_Task goal_. The required answer is each line in the entries below where "greater" occurs.

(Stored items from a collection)

● ● ● ●

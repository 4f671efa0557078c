pub mod cli;
pub mod commands;
mod confirm;
mod context;
pub mod fanout;
pub mod format;
pub mod output;
pub mod watch;

pub use context::{AppContext, GlobalOptions};
//! Flight Recorder commands issued through the cluster's diagnostic endpoint.

use crate::app::AppContext;
use crate::app::commands::{member_ids, status_text};
use crate::domain::{AppError, NodeSelection};
use crate::ports::{JfrCommand, Mutation};

/// Where a recording command is sent: one member, a role, or every member.
#[derive(Debug, Clone, Copy, Default, PartialEq, Eq)]
pub struct JfrScope<'a> {
    pub node_id: Option<i32>,
    pub role: Option<&'a str>,
}

impl JfrScope<'_> {
    fn validate(&self) -> Result<(), AppError> {
        if self.node_id.is_some() && self.role.is_some() {
            return Err(AppError::invalid("only one of node id or role may be specified"));
        }
        Ok(())
    }

    fn describe(&self) -> String {
        match (self.node_id, self.role) {
            (Some(id), _) => format!("member {id}"),
            (None, Some(role)) => format!("members with role {role}"),
            (None, None) => "all members".to_string(),
        }
    }
}

#[derive(Debug, Clone, Default)]
pub struct JfrStart<'a> {
    pub name: &'a str,
    pub scope: JfrScope<'a>,
    pub duration_secs: i64,
    pub output_dir: Option<&'a str>,
}

/// Build the diagnostic-command option string for a recording start.
pub fn start_options(request: &JfrStart<'_>) -> Result<String, AppError> {
    if request.duration_secs < 0 {
        return Err(AppError::invalid("duration must be zero or greater"));
    }
    let mut options = format!("name={}", request.name);
    if request.duration_secs > 0 {
        options.push_str(&format!(",duration={}s", request.duration_secs));
    }
    if let Some(dir) = request.output_dir.filter(|d| !d.is_empty()) {
        let filename = match request.scope.node_id {
            Some(_) => format!("{}/{}.jfr", dir.trim_end_matches('/'), request.name),
            None => dir.to_string(),
        };
        options.push_str(&format!(",filename={filename}"));
    }
    Ok(options)
}

fn run_jfr(
    ctx: &AppContext,
    command: JfrCommand,
    scope: &JfrScope<'_>,
    options: String,
) -> Result<Vec<u8>, AppError> {
    let fetcher = ctx.fetcher()?;
    if let Some(node_id) = scope.node_id {
        NodeSelection::Ids(vec![node_id]).resolve(&member_ids(fetcher.as_ref())?)?;
    }
    fetcher.mutate(&Mutation::Jfr {
        command,
        node_id: scope.node_id,
        role: scope.role.map(String::from),
        options,
    })
}

pub fn start_jfr(ctx: &AppContext, request: &JfrStart<'_>, yes: bool) -> Result<String, AppError> {
    request.scope.validate()?;
    let options = start_options(request)?;
    ctx.confirm(
        yes,
        &format!(
            "Are you sure you want to start a Flight Recording named {} for {}?",
            request.name,
            request.scope.describe()
        ),
    )?;
    let body = run_jfr(ctx, JfrCommand::Start, &request.scope, options)?;
    Ok(status_text(&body, &format!("started recording {}", request.name)))
}

pub fn stop_jfr(
    ctx: &AppContext,
    name: &str,
    scope: &JfrScope<'_>,
    yes: bool,
) -> Result<String, AppError> {
    scope.validate()?;
    ctx.confirm(
        yes,
        &format!("Are you sure you want to stop the Flight Recording {name} for {}?", scope.describe()),
    )?;
    let body = run_jfr(ctx, JfrCommand::Stop, scope, format!("name={name}"))?;
    Ok(status_text(&body, &format!("stopped recording {name}")))
}

pub fn dump_jfr(
    ctx: &AppContext,
    name: &str,
    scope: &JfrScope<'_>,
    filename: Option<&str>,
    yes: bool,
) -> Result<String, AppError> {
    scope.validate()?;
    let mut options = format!("name={name}");
    if let Some(file) = filename.filter(|f| !f.is_empty()) {
        options.push_str(&format!(",filename={file}"));
    }
    ctx.confirm(
        yes,
        &format!("Are you sure you want to dump the Flight Recording {name} for {}?", scope.describe()),
    )?;
    let body = run_jfr(ctx, JfrCommand::Dump, scope, options)?;
    Ok(status_text(&body, &format!("dumped recording {name}")))
}

/// List recordings. Read-only, so it is never confirm gated.
pub fn get_jfrs(ctx: &AppContext, scope: &JfrScope<'_>) -> Result<String, AppError> {
    scope.validate()?;
    let body = run_jfr(ctx, JfrCommand::Check, scope, String::new())?;
    ctx.output().render(&body, || Ok(status_text(&body, "no recordings found")))
}

pub fn describe_jfr(
    ctx: &AppContext,
    name: &str,
    scope: &JfrScope<'_>,
) -> Result<String, AppError> {
    scope.validate()?;
    let body = run_jfr(ctx, JfrCommand::Check, scope, format!("name={name}"))?;
    ctx.output().render(&body, || Ok(status_text(&body, &format!("no recording named {name}"))))
}

#[cfg(test)]
mod tests {
    use super::*;
    use crate::testing::{FakeFetcher, test_context};

    #[test]
    fn start_options_include_duration_and_file() {
        let request = JfrStart {
            name: "rec",
            scope: JfrScope { node_id: Some(1), role: None },
            duration_secs: 30,
            output_dir: Some("/tmp/jfr/"),
        };
        assert_eq!(
            start_options(&request).unwrap(),
            "name=rec,duration=30s,filename=/tmp/jfr/rec.jfr"
        );

        let cluster_wide = JfrStart { scope: JfrScope::default(), ..request.clone() };
        assert_eq!(
            start_options(&cluster_wide).unwrap(),
            "name=rec,duration=30s,filename=/tmp/jfr/"
        );

        let negative = JfrStart { duration_secs: -1, ..request };
        assert!(matches!(start_options(&negative), Err(AppError::InvalidArgument(_))));
    }

    #[test]
    fn node_and_role_are_exclusive() {
        let fetcher = FakeFetcher::new().with_members(&[1]);
        let (_dir, ctx) = test_context(&fetcher);
        let scope = JfrScope { node_id: Some(1), role: Some("storage") };
        assert!(stop_jfr(&ctx, "rec", &scope, true).is_err());
        assert!(fetcher.recorded_mutations().is_empty());
    }

    #[test]
    fn start_on_member_posts_options() {
        let fetcher = FakeFetcher::new().with_members(&[1, 2]);
        let (_dir, ctx) = test_context(&fetcher);
        let request = JfrStart {
            name: "rec",
            scope: JfrScope { node_id: Some(2), role: None },
            ..Default::default()
        };
        assert_eq!(start_jfr(&ctx, &request, true).unwrap(), "ok\n");
        assert_eq!(
            fetcher.recorded_mutations(),
            vec![Mutation::Jfr {
                command: JfrCommand::Start,
                node_id: Some(2),
                role: None,
                options: "name=rec".into(),
            }]
        );

        let missing = JfrStart { scope: JfrScope { node_id: Some(9), role: None }, ..request };
        assert!(start_jfr(&ctx, &missing, true).is_err());
    }

    #[test]
    fn check_is_not_confirm_gated() {
        let fetcher = FakeFetcher::new();
        let (_dir, ctx) = test_context(&fetcher);
        let out = get_jfrs(&ctx, &JfrScope { node_id: None, role: Some("storage") }).unwrap();
        assert_eq!(out, "ok\n");
        assert!(matches!(
            &fetcher.recorded_mutations()[0],
            Mutation::Jfr { command: JfrCommand::Check, role: Some(r), .. } if r == "storage"
        ));
    }
}
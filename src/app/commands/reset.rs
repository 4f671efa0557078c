//! `reset` statistics verbs.

use crate::app::AppContext;
use crate::app::commands::caches::cache_members;
use crate::app::commands::executors::{fetch_executors, require_executor};
use crate::app::commands::reporters::reporter_ids;
use crate::app::commands::{
    OPERATION_COMPLETED, fetch_services, member_ids, mutate_nodes, plural, require_service,
};
use crate::domain::cluster::{
    ClusterDetails, MEMBERS_KEY, ServiceMember, decode_collection, decode_one,
};
use crate::domain::{AppError, NodeSelection, Version};
use crate::ports::{Fetcher, Mutation, Query, ResetTarget};

/// Grid editions from this release onward can reset executor statistics.
const EXECUTOR_RESET_MIN: &str = "22.06";
/// Commercial 14.1.1 patch level carrying the same support.
const EXECUTOR_RESET_MIN_14: &str = "14.1.1.2206";

/// Whether a cluster running `version` accepts an executor statistics reset.
pub fn supports_executor_reset(version: &str) -> bool {
    let (Some(version), Some(modern)) = (Version::parse(version), Version::parse("15")) else {
        return false;
    };
    let minimum = if version >= modern { EXECUTOR_RESET_MIN } else { EXECUTOR_RESET_MIN_14 };
    Version::parse(minimum).is_some_and(|minimum| version >= minimum)
}

fn reset_nodes<F>(fetcher: &dyn Fetcher, nodes: &[i32], target: F) -> Result<String, AppError>
where
    F: Fn(i32) -> ResetTarget + Sync,
{
    mutate_nodes(fetcher, nodes, |node_id| Mutation::ResetStatistics { target: target(node_id) })?;
    Ok(OPERATION_COMPLETED.to_string())
}

pub fn reset_member_stats(
    ctx: &AppContext,
    selection: &NodeSelection,
    yes: bool,
) -> Result<String, AppError> {
    let fetcher = ctx.fetcher()?;
    let nodes = selection.resolve(&member_ids(fetcher.as_ref())?)?;
    ctx.confirm(
        yes,
        &format!("Are you sure you want to reset statistics for {}?", plural(nodes.len(), "member")),
    )?;
    reset_nodes(fetcher.as_ref(), &nodes, |node_id| ResetTarget::Member { node_id })
}

pub fn reset_reporter_stats(
    ctx: &AppContext,
    selection: &NodeSelection,
    yes: bool,
) -> Result<String, AppError> {
    let fetcher = ctx.fetcher()?;
    let nodes = selection.resolve(&reporter_ids(fetcher.as_ref())?)?;
    ctx.confirm(
        yes,
        &format!("Are you sure you want to reset statistics for {}?", plural(nodes.len(), "reporter")),
    )?;
    reset_nodes(fetcher.as_ref(), &nodes, |node_id| ResetTarget::Reporter { node_id })
}

pub fn reset_service_stats(
    ctx: &AppContext,
    service: &str,
    selection: &NodeSelection,
    yes: bool,
) -> Result<String, AppError> {
    let fetcher = ctx.fetcher()?;
    require_service(&fetch_services(fetcher.as_ref(), None)?, service)?;
    let members: Vec<ServiceMember> = decode_collection(
        &fetcher.query(&Query::ServiceMembers { service: service.to_string() })?,
        MEMBERS_KEY,
    )?;
    let ids: Vec<i32> = members.iter().map(|m| m.node_id).collect();
    let nodes = selection.resolve(&ids)?;
    ctx.confirm(
        yes,
        &format!(
            "Are you sure you want to reset statistics for service {service} on {}?",
            plural(nodes.len(), "node")
        ),
    )?;
    reset_nodes(fetcher.as_ref(), &nodes, |node_id| ResetTarget::Service {
        service: service.to_string(),
        node_id,
    })
}

pub fn reset_cache_stats(
    ctx: &AppContext,
    service: &str,
    cache: &str,
    selection: &NodeSelection,
    yes: bool,
) -> Result<String, AppError> {
    let fetcher = ctx.fetcher()?;
    let members = cache_members(fetcher.as_ref(), service, cache)?;
    let mut ids: Vec<i32> = members.iter().map(|m| m.node_id).collect();
    ids.dedup();
    let nodes = selection.resolve(&ids)?;
    ctx.confirm(
        yes,
        &format!(
            "Are you sure you want to reset statistics for cache {cache} of service {service} on {}?",
            plural(nodes.len(), "node")
        ),
    )?;
    reset_nodes(fetcher.as_ref(), &nodes, |node_id| ResetTarget::Cache {
        service: service.to_string(),
        cache: cache.to_string(),
        node_id,
    })
}

pub fn reset_executor_stats(ctx: &AppContext, name: &str, yes: bool) -> Result<String, AppError> {
    let fetcher = ctx.fetcher()?;
    let details: ClusterDetails =
        decode_one(&fetcher.query(&Query::ClusterDetails)?, "cluster details")?;
    if !supports_executor_reset(&details.version) {
        return Err(AppError::PreconditionFailed(format!(
            "resetting executor statistics is only available in versions {EXECUTOR_RESET_MIN}+ or {EXECUTOR_RESET_MIN_14}+, cluster is running {}",
            details.version
        )));
    }
    let (_, executors) = fetch_executors(fetcher.as_ref())?;
    require_executor(&executors, name)?;
    ctx.confirm(yes, &format!("Are you sure you want to reset statistics for executor {name}?"))?;
    fetcher.mutate(&Mutation::ResetStatistics {
        target: ResetTarget::Executor { executor: name.to_string() },
    })?;
    Ok(OPERATION_COMPLETED.to_string())
}
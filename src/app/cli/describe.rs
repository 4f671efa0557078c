use clap::Subcommand;

use super::{print_once, watch_output};
use crate::app::AppContext;
use crate::app::commands::jfr::{JfrScope, describe_jfr};
use crate::app::commands::members::{ExtendedInfo, describe_member};
use crate::app::commands::{caches, cluster, executors, reporters, services};
use crate::domain::AppError;

#[derive(Subcommand)]
pub enum DescribeCommands {
    /// Describe a cluster connection and the cluster behind it
    Cluster { name: String },
    /// Describe a member
    Member {
        node_id: i32,
        /// Extended platform MBeans to include: none, all or a comma separated list
        #[arg(short = 'X', long, default_value = "none")]
        extended: String,
    },
    /// Describe a service
    Service { name: String },
    /// Describe a cache
    Cache {
        name: String,
        #[arg(short = 's', long)]
        service: String,
    },
    /// Describe an executor
    Executor { name: String },
    /// Describe the reporter on a member
    Reporter { node_id: i32 },
    /// Describe a Flight Recording
    Jfr {
        name: String,
        #[arg(short = 'n', long = "node")]
        node_id: Option<i32>,
        #[arg(short = 'r', long)]
        role: Option<String>,
    },
}

impl DescribeCommands {
    pub fn run(self, ctx: &mut AppContext) -> Result<(), AppError> {
        let ctx: &AppContext = ctx;
        match self {
            DescribeCommands::Cluster { name } => {
                watch_output(ctx, || cluster::describe_cluster(ctx, &name))
            }
            DescribeCommands::Member { node_id, extended } => {
                let extended: ExtendedInfo = extended.parse()?;
                watch_output(ctx, || describe_member(ctx, node_id, &extended))
            }
            DescribeCommands::Service { name } => {
                watch_output(ctx, || services::describe_service(ctx, &name))
            }
            DescribeCommands::Cache { name, service } => {
                watch_output(ctx, || caches::describe_cache(ctx, &service, &name))
            }
            DescribeCommands::Executor { name } => {
                watch_output(ctx, || executors::describe_executor(ctx, &name))
            }
            DescribeCommands::Reporter { node_id } => {
                watch_output(ctx, || reporters::describe_reporter(ctx, node_id))
            }
            DescribeCommands::Jfr { name, node_id, role } => {
                let scope = JfrScope { node_id, role: role.as_deref() };
                print_once(ctx, || describe_jfr(ctx, &name, &scope))
            }
        }
    }
}
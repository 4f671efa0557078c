pub mod describe;
pub mod table;
pub mod units;

pub use describe::{create_camel_case_label, format_json_for_describe, render_pairs};
pub use table::{Alignment, FormattedTable, L, R};
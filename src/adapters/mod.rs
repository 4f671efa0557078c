pub mod config_store;
pub mod http_fetcher;
pub mod logging;
pub mod name_service_tcp;
pub mod release_lookup;

pub use config_store::{ConfigStore, default_config_dir};
pub use http_fetcher::{HttpFetcherFactory, HttpSettings, PasswordSource};
pub use name_service_tcp::TcpNameServiceClient;
pub use release_lookup::{LATEST_RELEASE_URL, fetch_latest_version};
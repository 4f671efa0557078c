mod fake_fetcher;
mod fake_name_service;

use std::io::Cursor;

use tempfile::TempDir;

use crate::adapters::ConfigStore;
use crate::app::{AppContext, GlobalOptions};
use crate::domain::ConnectionRecord;

pub use fake_fetcher::{FakeFetcher, FakeFetcherFactory};
pub use fake_name_service::FakeNameService;

/// Name of the connection every test context starts with.
pub const TEST_CONNECTION: &str = "test";

/// Context with a temporary config holding one current connection.
pub fn test_context(fetcher: &FakeFetcher) -> (TempDir, AppContext) {
    test_context_with(fetcher, FakeNameService::new(), GlobalOptions::default())
}

pub fn test_context_with(
    fetcher: &FakeFetcher,
    name_service: FakeNameService,
    options: GlobalOptions,
) -> (TempDir, AppContext) {
    let dir = TempDir::new().unwrap();
    let mut store = ConfigStore::load(dir.path(), None).unwrap();
    let url = "http://localhost:30000/management/coherence/cluster";
    store.add_cluster(ConnectionRecord::http(TEST_CONNECTION, url)).unwrap();
    store.set_current_context(TEST_CONNECTION).unwrap();
    let ctx = AppContext::new(
        store,
        options,
        Box::new(FakeFetcherFactory::new(fetcher.clone())),
        Box::new(name_service),
    )
    .with_input(Box::new(Cursor::new(Vec::new())));
    (dir, ctx)
}
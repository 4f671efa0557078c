//! User preferences stored in the config document.

use std::fmt;
use std::str::FromStr;

use crate::app::AppContext;
use crate::app::format::render_pairs;
use crate::domain::config::parse_switch;
use crate::domain::{AppError, BytesUnit, ColorMode, CohctlConfig};

#[derive(Debug, Clone, Copy, PartialEq, Eq)]
pub enum Preference {
    Debug,
    Color,
    Timeout,
    IgnoreCerts,
    BytesFormat,
    DefaultHeap,
    UseGradle,
}

impl Preference {
    pub const ALL: [Preference; 7] = [
        Preference::Debug,
        Preference::Color,
        Preference::Timeout,
        Preference::IgnoreCerts,
        Preference::BytesFormat,
        Preference::DefaultHeap,
        Preference::UseGradle,
    ];

    pub fn name(&self) -> &'static str {
        match self {
            Preference::Debug => "debug",
            Preference::Color => "color",
            Preference::Timeout => "timeout",
            Preference::IgnoreCerts => "ignore-certs",
            Preference::BytesFormat => "bytes-format",
            Preference::DefaultHeap => "default-heap",
            Preference::UseGradle => "use-gradle",
        }
    }

    fn current(&self, config: &CohctlConfig) -> String {
        match self {
            Preference::Debug => on_off(config.debug),
            Preference::Color => config.color.clone(),
            Preference::Timeout => config.request_timeout.to_string(),
            Preference::IgnoreCerts => config.ignore_invalid_certs.to_string(),
            Preference::BytesFormat => config.default_bytes_format.clone(),
            Preference::DefaultHeap => config.default_heap.clone(),
            Preference::UseGradle => config.use_gradle.to_string(),
        }
    }
}

impl fmt::Display for Preference {
    fn fmt(&self, f: &mut fmt::Formatter<'_>) -> fmt::Result {
        f.write_str(self.name())
    }
}

impl FromStr for Preference {
    type Err = AppError;

    fn from_str(s: &str) -> Result<Self, Self::Err> {
        Preference::ALL.into_iter().find(|p| p.name() == s).ok_or_else(|| {
            let names: Vec<&str> = Preference::ALL.iter().map(Preference::name).collect();
            AppError::invalid(format!("preference must be one of {}, not '{s}'", names.join(", ")))
        })
    }
}

fn on_off(value: bool) -> String {
    (if value { "on" } else { "off" }).to_string()
}

/// Validated change to apply to the config document.
enum Change {
    Debug(bool),
    Color(ColorMode),
    Timeout(i32),
    IgnoreCerts(bool),
    BytesFormat(BytesUnit),
    DefaultHeap(String),
    UseGradle(bool),
}

fn parse_change(preference: Preference, value: &str) -> Result<Change, AppError> {
    Ok(match preference {
        Preference::Debug => Change::Debug(parse_switch(value)?),
        Preference::Color => Change::Color(value.parse()?),
        Preference::Timeout => {
            let timeout = value.parse::<i32>().ok().filter(|t| *t > 0).ok_or_else(|| {
                AppError::invalid(format!("timeout must be greater than zero, not '{value}'"))
            })?;
            Change::Timeout(timeout)
        }
        Preference::IgnoreCerts => Change::IgnoreCerts(parse_switch(value)?),
        Preference::BytesFormat => Change::BytesFormat(value.parse()?),
        Preference::DefaultHeap => {
            if value.trim().is_empty() {
                return Err(AppError::invalid("default heap must not be empty"));
            }
            Change::DefaultHeap(value.to_string())
        }
        Preference::UseGradle => Change::UseGradle(parse_switch(value)?),
    })
}

pub fn set_preference(
    ctx: &mut AppContext,
    preference: Preference,
    value: &str,
) -> Result<String, AppError> {
    let change = parse_change(preference, value)?;
    ctx.store_mut().update(|config| match change {
        Change::Debug(on) => config.debug = on,
        Change::Color(mode) => config.color = mode.to_string(),
        Change::Timeout(secs) => config.request_timeout = secs,
        Change::IgnoreCerts(on) => config.ignore_invalid_certs = on,
        Change::BytesFormat(unit) => config.default_bytes_format = unit.code().to_string(),
        Change::DefaultHeap(heap) => config.default_heap = heap,
        Change::UseGradle(on) => config.use_gradle = on,
    })?;
    tracing::info!(%preference, value, "preference updated");
    Ok(format!(
        "{preference} is now set to {}\n",
        preference.current(ctx.store().config())
    ))
}

pub fn get_preference(ctx: &AppContext, preference: Preference) -> String {
    let value = preference.current(ctx.store().config());
    if value.is_empty() {
        format!("{preference} is not set\n")
    } else {
        format!("{preference}: {value}\n")
    }
}

/// Only the optional preferences can be cleared.
pub fn clear_preference(ctx: &mut AppContext, preference: Preference) -> Result<String, AppError> {
    match preference {
        Preference::DefaultHeap => ctx.store_mut().update(|c| c.default_heap.clear())?,
        Preference::BytesFormat => ctx.store_mut().update(|c| c.default_bytes_format.clear())?,
        other => {
            return Err(AppError::invalid(format!(
                "only default-heap and bytes-format can be cleared, not {other}"
            )));
        }
    }
    Ok(format!("{preference} has been cleared\n"))
}

/// Every preference plus the config location as one describe block.
pub fn get_config(ctx: &AppContext) -> String {
    let config = ctx.store().config();
    let mut pairs = vec![
        ("Config File".to_string(), ctx.store().path().display().to_string()),
        ("Version".to_string(), config.version.clone()),
        ("Current Context".to_string(), config.current_context.clone()),
    ];
    pairs.extend(Preference::ALL.iter().map(|p| (p.name().to_string(), p.current(config))));
    pairs.push(("Clusters".to_string(), config.clusters.len().to_string()));
    pairs.push(("Profiles".to_string(), config.profiles.len().to_string()));
    render_pairs(pairs)
}

#[cfg(test)]
mod tests {
    use super::*;
    use crate::adapters::ConfigStore;
    use crate::testing::{FakeFetcher, test_context};

    #[test]
    fn preference_names_parse() {
        for preference in Preference::ALL {
            assert_eq!(preference.name().parse::<Preference>().unwrap(), preference);
        }
        assert!("colour".parse::<Preference>().is_err());
    }

    #[test]
    fn set_persists_immediately() {
        let (dir, mut ctx) = test_context(&FakeFetcher::new());
        let out = set_preference(&mut ctx, Preference::Debug, "on").unwrap();
        assert_eq!(out, "debug is now set to on\n");
        set_preference(&mut ctx, Preference::Timeout, "45").unwrap();
        set_preference(&mut ctx, Preference::BytesFormat, "m").unwrap();
        set_preference(&mut ctx, Preference::IgnoreCerts, "true").unwrap();

        let reloaded = ConfigStore::load(dir.path(), None).unwrap();
        assert!(reloaded.config().debug);
        assert_eq!(reloaded.config().request_timeout, 45);
        assert_eq!(reloaded.config().default_bytes_format, "m");
        assert!(reloaded.config().ignore_invalid_certs);
        assert_eq!(ctx.bytes_unit(), BytesUnit::Mega);
    }

    #[test]
    fn invalid_values_are_rejected() {
        let (_dir, mut ctx) = test_context(&FakeFetcher::new());
        for (preference, value) in [
            (Preference::Timeout, "0"),
            (Preference::Timeout, "abc"),
            (Preference::Color, "blue"),
            (Preference::BytesFormat, "p"),
            (Preference::UseGradle, "maybe"),
            (Preference::DefaultHeap, " "),
        ] {
            let err = set_preference(&mut ctx, preference, value).unwrap_err();
            assert!(matches!(err, AppError::InvalidArgument(_)), "{preference}={value}");
        }
        assert_eq!(ctx.store().config().request_timeout, 30);
    }

    #[test]
    fn only_optional_preferences_clear() {
        let (_dir, mut ctx) = test_context(&FakeFetcher::new());
        set_preference(&mut ctx, Preference::DefaultHeap, "2g").unwrap();
        assert_eq!(get_preference(&ctx, Preference::DefaultHeap), "default-heap: 2g\n");
        clear_preference(&mut ctx, Preference::DefaultHeap).unwrap();
        assert_eq!(get_preference(&ctx, Preference::DefaultHeap), "default-heap is not set\n");
        assert!(clear_preference(&mut ctx, Preference::Debug).is_err());
    }

    #[test]
    fn config_block_lists_every_preference() {
        let (_dir, ctx) = test_context(&FakeFetcher::new());
        let out = get_config(&ctx);
        for preference in Preference::ALL {
            assert!(out.contains(preference.name()), "missing {preference}");
        }
        assert!(out.lines().any(|l| l.starts_with("Current Context") && l.ends_with(":  test")));
    }
}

● ● ● ●

_Result of the exercise_.
        return Err(AppError::invalid("duration must be zero or greater"));
                AppError::invalid(format!("timeout must be greater than zero, not '{value}'"))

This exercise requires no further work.